What this task involves: Can you restate the lines of the entries below, word for word, from the first one through the line that includes "[n, m] if n"?

+===+

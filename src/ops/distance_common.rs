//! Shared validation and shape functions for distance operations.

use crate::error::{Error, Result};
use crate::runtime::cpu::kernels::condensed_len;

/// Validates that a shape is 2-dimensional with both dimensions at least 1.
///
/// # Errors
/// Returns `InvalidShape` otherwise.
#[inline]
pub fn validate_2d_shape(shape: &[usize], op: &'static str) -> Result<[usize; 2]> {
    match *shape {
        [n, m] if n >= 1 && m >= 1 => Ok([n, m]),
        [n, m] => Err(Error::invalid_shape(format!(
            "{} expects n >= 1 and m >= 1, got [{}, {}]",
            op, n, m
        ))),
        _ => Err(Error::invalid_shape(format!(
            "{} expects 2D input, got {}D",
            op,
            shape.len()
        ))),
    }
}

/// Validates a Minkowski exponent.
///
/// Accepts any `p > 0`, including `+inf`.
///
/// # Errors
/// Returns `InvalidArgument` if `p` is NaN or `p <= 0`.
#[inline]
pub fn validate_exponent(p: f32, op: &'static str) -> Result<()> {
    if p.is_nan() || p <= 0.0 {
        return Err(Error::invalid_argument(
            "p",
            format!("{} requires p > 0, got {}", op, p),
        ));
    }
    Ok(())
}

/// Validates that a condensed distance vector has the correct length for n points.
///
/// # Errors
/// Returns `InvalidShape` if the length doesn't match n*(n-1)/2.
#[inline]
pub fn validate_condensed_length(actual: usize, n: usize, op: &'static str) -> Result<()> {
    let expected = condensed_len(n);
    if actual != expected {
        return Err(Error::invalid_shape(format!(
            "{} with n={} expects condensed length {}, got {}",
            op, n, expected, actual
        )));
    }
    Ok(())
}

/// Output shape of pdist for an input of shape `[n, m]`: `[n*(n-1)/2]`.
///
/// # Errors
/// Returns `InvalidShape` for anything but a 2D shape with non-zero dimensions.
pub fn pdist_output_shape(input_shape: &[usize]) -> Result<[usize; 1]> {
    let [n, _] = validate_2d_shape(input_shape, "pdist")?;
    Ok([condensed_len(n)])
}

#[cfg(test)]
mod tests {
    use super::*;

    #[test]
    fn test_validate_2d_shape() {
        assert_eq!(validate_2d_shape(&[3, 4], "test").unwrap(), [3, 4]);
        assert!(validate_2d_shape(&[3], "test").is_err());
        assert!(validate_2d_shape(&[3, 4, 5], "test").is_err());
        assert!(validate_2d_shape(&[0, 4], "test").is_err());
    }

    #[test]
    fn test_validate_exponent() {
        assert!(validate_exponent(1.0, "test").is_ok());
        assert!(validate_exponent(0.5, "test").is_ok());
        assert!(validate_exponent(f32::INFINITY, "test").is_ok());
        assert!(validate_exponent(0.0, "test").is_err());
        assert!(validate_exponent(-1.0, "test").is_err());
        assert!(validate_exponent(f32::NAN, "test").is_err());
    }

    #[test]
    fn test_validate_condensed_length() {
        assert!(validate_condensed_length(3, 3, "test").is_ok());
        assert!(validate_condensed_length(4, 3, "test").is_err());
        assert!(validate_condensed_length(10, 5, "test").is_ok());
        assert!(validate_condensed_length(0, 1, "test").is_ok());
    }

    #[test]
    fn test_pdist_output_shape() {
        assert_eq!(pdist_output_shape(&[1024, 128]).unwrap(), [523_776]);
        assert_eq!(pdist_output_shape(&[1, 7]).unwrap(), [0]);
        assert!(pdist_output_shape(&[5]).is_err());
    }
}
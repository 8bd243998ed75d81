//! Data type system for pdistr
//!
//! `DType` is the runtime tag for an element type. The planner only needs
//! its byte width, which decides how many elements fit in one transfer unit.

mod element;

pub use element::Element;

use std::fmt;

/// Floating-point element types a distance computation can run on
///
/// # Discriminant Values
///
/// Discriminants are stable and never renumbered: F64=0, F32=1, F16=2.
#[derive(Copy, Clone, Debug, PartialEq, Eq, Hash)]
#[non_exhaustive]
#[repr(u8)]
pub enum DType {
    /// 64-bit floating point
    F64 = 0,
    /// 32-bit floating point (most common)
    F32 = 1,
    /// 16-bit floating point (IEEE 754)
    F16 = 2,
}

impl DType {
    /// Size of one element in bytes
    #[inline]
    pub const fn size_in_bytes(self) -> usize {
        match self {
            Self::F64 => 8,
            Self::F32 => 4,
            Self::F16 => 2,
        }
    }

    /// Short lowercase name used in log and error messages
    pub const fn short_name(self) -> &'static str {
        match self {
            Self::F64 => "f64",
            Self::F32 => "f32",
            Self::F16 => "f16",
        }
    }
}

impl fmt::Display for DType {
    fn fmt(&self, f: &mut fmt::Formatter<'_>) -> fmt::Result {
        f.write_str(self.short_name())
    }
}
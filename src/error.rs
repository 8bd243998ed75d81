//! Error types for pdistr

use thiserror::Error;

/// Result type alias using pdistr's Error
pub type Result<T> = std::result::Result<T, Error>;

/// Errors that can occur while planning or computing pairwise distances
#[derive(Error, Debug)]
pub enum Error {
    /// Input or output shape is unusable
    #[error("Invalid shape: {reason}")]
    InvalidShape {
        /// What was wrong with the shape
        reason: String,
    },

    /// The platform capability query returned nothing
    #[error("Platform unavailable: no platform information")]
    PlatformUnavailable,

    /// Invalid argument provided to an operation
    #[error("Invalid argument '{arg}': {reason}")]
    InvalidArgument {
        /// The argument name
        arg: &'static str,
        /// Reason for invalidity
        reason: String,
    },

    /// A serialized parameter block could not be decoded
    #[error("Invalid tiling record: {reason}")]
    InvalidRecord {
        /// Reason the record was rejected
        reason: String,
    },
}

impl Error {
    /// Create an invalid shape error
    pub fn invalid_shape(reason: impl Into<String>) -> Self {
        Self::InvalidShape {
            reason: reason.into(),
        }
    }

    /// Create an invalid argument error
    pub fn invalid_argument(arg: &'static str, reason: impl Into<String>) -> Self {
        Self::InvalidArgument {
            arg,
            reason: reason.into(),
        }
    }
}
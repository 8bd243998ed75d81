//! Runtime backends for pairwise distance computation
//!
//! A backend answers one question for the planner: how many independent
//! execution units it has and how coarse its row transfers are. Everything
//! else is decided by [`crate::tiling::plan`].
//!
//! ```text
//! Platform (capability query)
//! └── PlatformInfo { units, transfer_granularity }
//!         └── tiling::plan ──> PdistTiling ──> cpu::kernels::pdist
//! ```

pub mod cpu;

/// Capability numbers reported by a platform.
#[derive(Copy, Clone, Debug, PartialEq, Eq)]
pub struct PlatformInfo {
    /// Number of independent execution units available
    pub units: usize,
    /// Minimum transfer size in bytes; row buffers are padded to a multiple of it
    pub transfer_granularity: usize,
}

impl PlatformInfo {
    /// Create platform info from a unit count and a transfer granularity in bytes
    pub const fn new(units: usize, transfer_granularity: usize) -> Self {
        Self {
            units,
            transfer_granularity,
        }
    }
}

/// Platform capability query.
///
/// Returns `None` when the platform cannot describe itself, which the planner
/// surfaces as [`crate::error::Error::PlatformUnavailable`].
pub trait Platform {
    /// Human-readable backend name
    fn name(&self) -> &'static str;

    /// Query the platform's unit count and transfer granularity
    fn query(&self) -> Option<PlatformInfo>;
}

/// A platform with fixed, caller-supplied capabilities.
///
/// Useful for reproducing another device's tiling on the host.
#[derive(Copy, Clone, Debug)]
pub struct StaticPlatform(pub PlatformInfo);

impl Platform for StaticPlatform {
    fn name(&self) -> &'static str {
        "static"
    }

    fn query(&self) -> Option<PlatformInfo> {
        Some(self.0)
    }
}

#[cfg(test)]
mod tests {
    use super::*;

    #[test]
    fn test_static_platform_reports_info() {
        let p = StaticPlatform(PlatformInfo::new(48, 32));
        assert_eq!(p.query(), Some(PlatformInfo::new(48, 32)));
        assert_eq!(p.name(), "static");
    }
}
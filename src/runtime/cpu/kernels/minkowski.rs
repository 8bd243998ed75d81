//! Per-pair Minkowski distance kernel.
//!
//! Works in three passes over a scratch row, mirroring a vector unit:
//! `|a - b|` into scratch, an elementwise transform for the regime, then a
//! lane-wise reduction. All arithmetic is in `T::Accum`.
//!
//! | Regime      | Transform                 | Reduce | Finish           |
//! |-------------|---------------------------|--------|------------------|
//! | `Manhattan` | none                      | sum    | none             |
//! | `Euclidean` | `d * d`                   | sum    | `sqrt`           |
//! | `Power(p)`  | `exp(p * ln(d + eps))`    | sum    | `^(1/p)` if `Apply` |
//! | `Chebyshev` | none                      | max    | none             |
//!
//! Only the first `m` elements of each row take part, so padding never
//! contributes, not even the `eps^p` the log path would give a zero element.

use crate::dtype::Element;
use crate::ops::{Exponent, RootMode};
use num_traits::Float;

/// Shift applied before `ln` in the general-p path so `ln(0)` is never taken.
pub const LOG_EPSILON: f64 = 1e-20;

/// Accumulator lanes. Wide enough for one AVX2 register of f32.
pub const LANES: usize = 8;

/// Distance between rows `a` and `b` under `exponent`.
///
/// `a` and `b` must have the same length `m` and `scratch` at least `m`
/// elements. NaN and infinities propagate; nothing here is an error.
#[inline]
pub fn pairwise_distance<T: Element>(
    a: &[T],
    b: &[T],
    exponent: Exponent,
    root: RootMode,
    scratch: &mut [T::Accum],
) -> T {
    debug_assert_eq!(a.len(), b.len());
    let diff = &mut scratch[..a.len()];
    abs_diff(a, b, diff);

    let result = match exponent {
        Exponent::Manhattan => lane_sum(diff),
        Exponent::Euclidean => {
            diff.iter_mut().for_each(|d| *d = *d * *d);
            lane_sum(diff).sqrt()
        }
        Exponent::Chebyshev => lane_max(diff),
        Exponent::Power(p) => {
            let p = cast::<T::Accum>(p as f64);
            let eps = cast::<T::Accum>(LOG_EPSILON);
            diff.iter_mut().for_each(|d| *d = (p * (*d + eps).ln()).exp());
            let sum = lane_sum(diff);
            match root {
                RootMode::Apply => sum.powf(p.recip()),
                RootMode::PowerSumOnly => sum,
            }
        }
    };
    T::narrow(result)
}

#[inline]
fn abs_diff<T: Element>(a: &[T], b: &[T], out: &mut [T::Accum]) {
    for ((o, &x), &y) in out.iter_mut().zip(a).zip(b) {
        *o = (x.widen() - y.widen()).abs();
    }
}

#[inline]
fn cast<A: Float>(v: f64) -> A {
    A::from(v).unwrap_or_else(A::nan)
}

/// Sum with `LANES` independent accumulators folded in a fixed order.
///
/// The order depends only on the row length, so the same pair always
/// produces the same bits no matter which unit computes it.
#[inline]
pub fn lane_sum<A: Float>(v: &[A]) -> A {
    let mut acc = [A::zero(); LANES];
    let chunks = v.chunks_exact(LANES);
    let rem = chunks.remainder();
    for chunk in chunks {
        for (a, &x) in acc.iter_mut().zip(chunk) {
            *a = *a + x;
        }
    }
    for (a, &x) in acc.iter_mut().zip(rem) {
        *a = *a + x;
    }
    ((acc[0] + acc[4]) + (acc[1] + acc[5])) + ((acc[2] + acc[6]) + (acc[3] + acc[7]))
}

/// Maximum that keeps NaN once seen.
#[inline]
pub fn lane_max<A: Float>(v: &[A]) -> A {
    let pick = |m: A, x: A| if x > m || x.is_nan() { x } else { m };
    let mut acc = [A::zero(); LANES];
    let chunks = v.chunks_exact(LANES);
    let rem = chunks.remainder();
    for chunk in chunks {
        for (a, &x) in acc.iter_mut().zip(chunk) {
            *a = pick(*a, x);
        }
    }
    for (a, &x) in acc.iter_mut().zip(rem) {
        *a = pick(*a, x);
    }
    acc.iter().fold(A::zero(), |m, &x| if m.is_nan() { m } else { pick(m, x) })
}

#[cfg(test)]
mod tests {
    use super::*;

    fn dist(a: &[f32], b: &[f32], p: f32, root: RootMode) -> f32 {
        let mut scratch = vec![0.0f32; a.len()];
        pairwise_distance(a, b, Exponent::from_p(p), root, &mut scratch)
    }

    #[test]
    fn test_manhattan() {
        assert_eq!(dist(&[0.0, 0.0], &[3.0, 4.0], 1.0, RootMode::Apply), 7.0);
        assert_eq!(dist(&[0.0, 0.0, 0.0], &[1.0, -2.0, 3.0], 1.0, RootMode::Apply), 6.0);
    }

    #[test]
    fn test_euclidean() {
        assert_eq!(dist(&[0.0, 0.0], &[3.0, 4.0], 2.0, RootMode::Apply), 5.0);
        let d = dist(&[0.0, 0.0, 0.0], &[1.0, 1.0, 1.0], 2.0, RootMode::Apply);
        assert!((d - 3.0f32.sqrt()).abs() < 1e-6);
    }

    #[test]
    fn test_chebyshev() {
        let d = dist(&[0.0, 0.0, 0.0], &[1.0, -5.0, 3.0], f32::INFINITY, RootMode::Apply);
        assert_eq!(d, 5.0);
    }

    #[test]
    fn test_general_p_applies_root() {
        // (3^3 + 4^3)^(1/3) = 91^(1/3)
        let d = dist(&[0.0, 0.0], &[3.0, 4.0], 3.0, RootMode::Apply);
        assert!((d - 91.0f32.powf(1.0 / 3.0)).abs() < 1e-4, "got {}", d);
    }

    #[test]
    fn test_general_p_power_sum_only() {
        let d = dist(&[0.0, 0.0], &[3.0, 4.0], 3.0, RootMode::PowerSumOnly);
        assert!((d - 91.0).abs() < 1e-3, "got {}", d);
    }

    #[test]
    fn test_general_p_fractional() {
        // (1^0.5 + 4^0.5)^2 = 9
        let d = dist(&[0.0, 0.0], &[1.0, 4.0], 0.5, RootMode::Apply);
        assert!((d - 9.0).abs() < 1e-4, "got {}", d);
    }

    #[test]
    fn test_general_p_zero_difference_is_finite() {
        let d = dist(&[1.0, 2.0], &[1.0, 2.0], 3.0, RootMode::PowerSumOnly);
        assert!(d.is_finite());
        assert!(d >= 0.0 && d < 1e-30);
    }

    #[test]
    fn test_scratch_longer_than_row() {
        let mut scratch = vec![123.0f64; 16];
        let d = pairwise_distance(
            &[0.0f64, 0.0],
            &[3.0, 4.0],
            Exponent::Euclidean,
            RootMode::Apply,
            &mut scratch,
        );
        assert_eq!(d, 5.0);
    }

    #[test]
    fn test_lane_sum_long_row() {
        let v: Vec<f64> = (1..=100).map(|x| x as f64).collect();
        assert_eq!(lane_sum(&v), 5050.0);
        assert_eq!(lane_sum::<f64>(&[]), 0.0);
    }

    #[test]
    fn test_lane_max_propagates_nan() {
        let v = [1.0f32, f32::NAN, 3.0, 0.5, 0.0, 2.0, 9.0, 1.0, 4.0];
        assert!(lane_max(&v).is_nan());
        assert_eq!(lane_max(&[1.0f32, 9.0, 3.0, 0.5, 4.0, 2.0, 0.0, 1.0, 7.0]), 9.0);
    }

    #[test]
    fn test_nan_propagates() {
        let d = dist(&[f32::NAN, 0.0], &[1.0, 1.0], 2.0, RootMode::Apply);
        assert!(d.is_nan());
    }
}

+===+

Task answer:
filename src/ops/distance_common.rs
//! Shared validation and shape functions for distance operations.

use crate::error::{Error, Result};
use crate::runtime::cpu::kernels::condensed_len;

/// Validates that a shape is 2-dimensional with both dimensions at least 1.
///
/// # Errors
/// Returns `InvalidShape` otherwise.
#[inline]
pub fn validate_2d_shape(shape: &[usize], op: &'static str) -> Result<[usize; 2]> {
    match *shape {
        [n, m] if n >= 1 && m >= 1 => Ok([n, m]),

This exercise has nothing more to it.